**Task to carry out:** Filter out all lines without the word "GaussBlurFilter" from the data below, please, and copy the rest.

►

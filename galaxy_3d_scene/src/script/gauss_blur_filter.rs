/// Gaussian blur kernel declared by scene scripts.
///
/// 15 taps along one axis, in texel units: tap 0 is the center, taps
/// 2k-1 / 2k sit at +k / -k texels. Weights follow a normal distribution
/// with the blur amount as standard deviation, normalized to sum to 1.

use std::f32::consts::PI;

pub const GAUSS_BLUR_SAMPLE_COUNT: usize = 15;

#[derive(Debug, Clone, PartialEq)]
pub struct GaussBlurFilter {
    blur_amount: f32,
    offsets: [f32; GAUSS_BLUR_SAMPLE_COUNT],
    weights: [f32; GAUSS_BLUR_SAMPLE_COUNT],
}

impl GaussBlurFilter {
    /// Build the kernel. `blur_amount` must be positive.
    pub fn new(blur_amount: f32) -> Self {
        debug_assert!(blur_amount > 0.0);

        let mut offsets = [0.0; GAUSS_BLUR_SAMPLE_COUNT];
        let mut weights = [0.0; GAUSS_BLUR_SAMPLE_COUNT];

        weights[0] = gaussian(0.0, blur_amount);
        let mut total = weights[0];

        for k in 1..=GAUSS_BLUR_SAMPLE_COUNT / 2 {
            let weight = gaussian(k as f32, blur_amount);
            offsets[2 * k - 1] = k as f32;
            offsets[2 * k] = -(k as f32);
            weights[2 * k - 1] = weight;
            weights[2 * k] = weight;
            total += 2.0 * weight;
        }

        for weight in &mut weights {
            *weight /= total;
        }

        Self { blur_amount, offsets, weights }
    }

    pub fn blur_amount(&self) -> f32 {
        self.blur_amount
    }

    pub fn sample_offsets(&self) -> &[f32; GAUSS_BLUR_SAMPLE_COUNT] {
        &self.offsets
    }

    pub fn sample_weights(&self) -> &[f32; GAUSS_BLUR_SAMPLE_COUNT] {
        &self.weights
    }
}

fn gaussian(n: f32, theta: f32) -> f32 {
    (1.0 / (2.0 * PI * theta).sqrt()) * (-(n * n) / (2.0 * theta * theta)).exp()
}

◄

**Your response:**
pub struct GaussBlurFilter {
impl GaussBlurFilter {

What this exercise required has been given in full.